Le immagini, oltre a manipolare la realtà, modificano i meccanismi di funzionamento della nostra memoria. Proprio sul funzionamento di questi meccanismi si interroga Pierre Huyghe, che con The Third Memory, prende in esame un episodio di cronaca che aveva saputo catturare l’attenzione di migliaia di telespettatori: una rapina ripresa dalle telecamere di sorveglianza di una banca, che si conclude con l’arresto del rapinatore. Sulla base di questo episodio, viene girato un film, Quel pomeriggio di un giorno da cani. L’artista, prende poi il vero criminale e realizza un terzo documento, facendogli ripetere alcune scene della rapina, ricostruendo le dinamiche che l’hanno condotto alla galera. Il protagonista, rimetteva quindi in atto le varie azioni, ma non come le aveva realmente vissute, ma come le aveva viste recitare nel film.

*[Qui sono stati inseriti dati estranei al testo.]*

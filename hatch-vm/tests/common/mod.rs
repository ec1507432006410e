#![allow(dead_code)]

use std::path::PathBuf;

use hatch_compiler::{compile, CompiledProgram, FsLoader};
use hatch_vm::{Interpreter, Output};

/// Compiles a source string against the repository's `lib/` modules.
pub fn build(source: &str) -> CompiledProgram {
    let lib = PathBuf::from(env!("CARGO_MANIFEST_DIR")).join("../lib");
    let loader = FsLoader::with_roots(vec![lib]);
    compile(source, "main.hatch", &loader).expect("compilation should succeed")
}

/// Compiles and runs a source string, returning the output log.
pub fn run(source: &str) -> Vec<Output> {
    let program = build(source);
    Interpreter::run_image(&program.image).expect("execution should succeed")
}

/// Compiles and runs, returning the halted machine for state assertions.
pub fn run_machine(source: &str) -> Interpreter {
    let program = build(source);
    let mut vm = Interpreter::new();
    vm.load(&program.image).expect("image should fit");
    vm.run().expect("execution should succeed");
    vm
}

pub fn ints(values: &[u8]) -> Vec<Output> {
    values.iter().copied().map(Output::Int).collect()
}

pub fn chars(text: &str) -> Vec<Output> {
    text.bytes().map(Output::Char).collect()
}
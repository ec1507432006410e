//! The language's type representation and per-module type table.

use std::collections::HashMap;
use std::rc::Rc;

/// One member of a struct-shaped type.
#[derive(Debug)]
pub struct StructMember {
    /// Member name.
    pub name: String,
    /// 1-based position within the struct; position 0 holds the length
    /// byte.
    pub position: u8,
    /// Member type.
    pub ty: Type,
}

#[derive(Debug)]
struct TypeData {
    name: String,
    length: usize,
    members: Vec<StructMember>,
}

/// A language type. Cheap to clone; equality is by name.
#[derive(Debug, Clone)]
pub struct Type(Rc<TypeData>);

impl Type {
    /// A primitive or struct type with the given cell length.
    pub fn new(name: impl Into<String>, length: usize) -> Self {
        Self(Rc::new(TypeData {
            name: name.into(),
            length,
            members: Vec::new(),
        }))
    }

    /// A struct-shaped type; its length is the member count (one cell per
    /// member, plus the leading length byte at runtime).
    pub fn with_members(name: impl Into<String>, members: Vec<StructMember>) -> Self {
        Self(Rc::new(TypeData {
            name: name.into(),
            length: members.len(),
            members,
        }))
    }

    /// The type's name.
    pub fn name(&self) -> &str {
        &self.0.name
    }

    /// Payload length in cells.
    pub fn length(&self) -> usize {
        self.0.length
    }

    /// Struct members in position order; empty for primitives.
    pub fn members(&self) -> &[StructMember] {
        &self.0.members
    }

    /// Whether the type is struct-shaped.
    pub fn has_internal_structure(&self) -> bool {
        !self.0.members.is_empty()
    }

    /// The member with the given name.
    pub fn member(&self, name: &str) -> Option<&StructMember> {
        self.0.members.iter().find(|member| member.name == name)
    }

    fn is(&self, name: &str) -> bool {
        self.0.name == name
    }

    /// Whether this is `int`.
    pub fn is_int(&self) -> bool {
        self.is("int")
    }

    /// Whether this is `bool`.
    pub fn is_bool(&self) -> bool {
        self.is("bool")
    }

    /// Whether this is `void`.
    pub fn is_void(&self) -> bool {
        self.is("void")
    }

    /// Whether this is `string`.
    pub fn is_string(&self) -> bool {
        self.is("string")
    }

    /// Whether this is the first-class function type.
    pub fn is_func(&self) -> bool {
        self.is("func")
    }
}

impl PartialEq for Type {
    fn eq(&self, other: &Self) -> bool {
        self.0.name == other.0.name
    }
}

impl Eq for Type {}

impl std::fmt::Display for Type {
    fn fmt(&self, f: &mut std::fmt::Formatter<'_>) -> std::fmt::Result {
        f.write_str(self.name())
    }
}

/// Per-module type table: the primitives, the module's structs, and the
/// registered cast relation.
#[derive(Debug)]
pub struct TypeTable {
    types: HashMap<String, Type>,
    casts: Vec<(String, String)>,
}

impl TypeTable {
    /// A table holding the primitives and the default cast relation.
    pub fn new() -> Self {
        let mut table = Self {
            types: HashMap::new(),
            casts: Vec::new(),
        };

        for (name, length) in [
            ("int", 1),
            ("bool", 1),
            ("char", 1),
            ("void", 1),
            ("string", 1),
            ("func", 1),
        ] {
            table.define(Type::new(name, length));
        }

        table.allow_cast("char", "int");
        table.allow_cast("int", "char");
        table.allow_cast("bool", "int");

        table
    }

    /// Registers a type, replacing any previous definition of the name.
    pub fn define(&mut self, ty: Type) -> Type {
        self.types.insert(ty.name().to_string(), ty.clone());
        ty
    }

    /// Looks a type up by name.
    pub fn get(&self, name: &str) -> Option<Type> {
        self.types.get(name).cloned()
    }

    /// Whether the name is a registered type.
    pub fn exists(&self, name: &str) -> bool {
        self.types.contains_key(name)
    }

    /// Registers a cast pair.
    pub fn allow_cast(&mut self, from: &str, to: &str) {
        self.casts.push((from.to_string(), to.to_string()));
    }

    /// Whether a cast between the two types is registered.
    pub fn is_cast_allowed(&self, from: &Type, to: &Type) -> bool {
        self.casts
            .iter()
            .any(|(f, t)| f == from.name() && t == to.name())
    }
}

impl Default for TypeTable {
    fn default() -> Self {
        Self::new()
    }
}

#[cfg(test)]
mod tests {
    use super::*;

    #[test]
    fn struct_member_positions_are_one_based() {
        let car = Type::with_members(
            "Car",
            vec![
                StructMember {
                    name: "wheels".into(),
                    position: 1,
                    ty: Type::new("int", 1),
                },
                StructMember {
                    name: "seats".into(),
                    position: 2,
                    ty: Type::new("int", 1),
                },
            ],
        );

        assert_eq!(2, car.length());
        assert_eq!(1, car.member("wheels").unwrap().position);
        assert_eq!(2, car.member("seats").unwrap().position);
        assert!(car.member("doors").is_none());
    }

    #[test]
    fn casts_must_be_registered() {
        let table = TypeTable::new();
        let int = table.get("int").unwrap();
        let ch = table.get("char").unwrap();
        let b = table.get("bool").unwrap();

        assert!(table.is_cast_allowed(&ch, &int));
        assert!(table.is_cast_allowed(&int, &ch));
        assert!(table.is_cast_allowed(&b, &int));
        assert!(!table.is_cast_allowed(&int, &b));
    }
}
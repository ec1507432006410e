//! Runtime interpreter error implementation.

use thiserror::Error;

/// Faults that abort execution.
///
/// Every variant is terminal: the machine offers no recovery path, so the
/// interpreter surfaces the fault and leaves the partial output log in
/// place for inspection.
#[derive(Debug, Clone, Copy, PartialEq, Eq, Error)]
pub enum RuntimeError {
    /// The leading byte at the program counter did not decode.
    #[error("undefined opcode byte 0x{byte:02x} at address {address}")]
    UndefinedOpcode {
        /// The raw leading byte.
        byte: u8,
        /// Address it was fetched from.
        address: u8,
    },

    /// An instruction fetch ran past the end of memory.
    #[error("instruction fetch out of bounds at address {address}")]
    FetchOutOfBounds {
        /// The program counter at the faulting fetch.
        address: usize,
    },

    /// `PUSH` or `DUP` found no contiguous run of free cells.
    #[error("out of memory: no contiguous run of {cells} free cells")]
    OutOfMemory {
        /// Cells requested.
        cells: usize,
    },

    /// `DIV` with a zero divisor.
    #[error("division by zero at address {address}")]
    DivisionByZero {
        /// Address of the faulting instruction.
        address: u8,
    },

    /// A stack-relative operand addressed below the bottom of the data
    /// stack, or a pop emptied it.
    #[error("data stack underflow")]
    DataStackUnderflow,

    /// `RET` with no caller recorded.
    #[error("call stack underflow")]
    CallStackUnderflow,

    /// A `MOV` operand nibble named no register.
    #[error("invalid register pair in MOV operand 0x{operand:02x}")]
    InvalidMovOperand {
        /// The raw operand byte.
        operand: u8,
    },

    /// The loaded image does not leave room for the register file.
    #[error("image of {0} bytes exceeds the {ceiling}-byte program region", ceiling = crate::consts::PROGRAM_CEILING)]
    ImageTooLarge(usize),
}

Pierre Hyughe, The Third Memory, 1999

La memoria è uno strumento complesso. Le cose che aggiungiamo ai ricordi, nel tempo possono modificarne l’originalità. Finiamo così per ricordarli  con le varianti che vi abbiamo aggiunto, e ripulire un episodio da tali incrostazioni, risulta assai difficile. Nell’era delle immagini, interrogarsi sul rapporto che intercorre tra realtà e finzione e imparare a distinguerle, diventa più urgente che mai.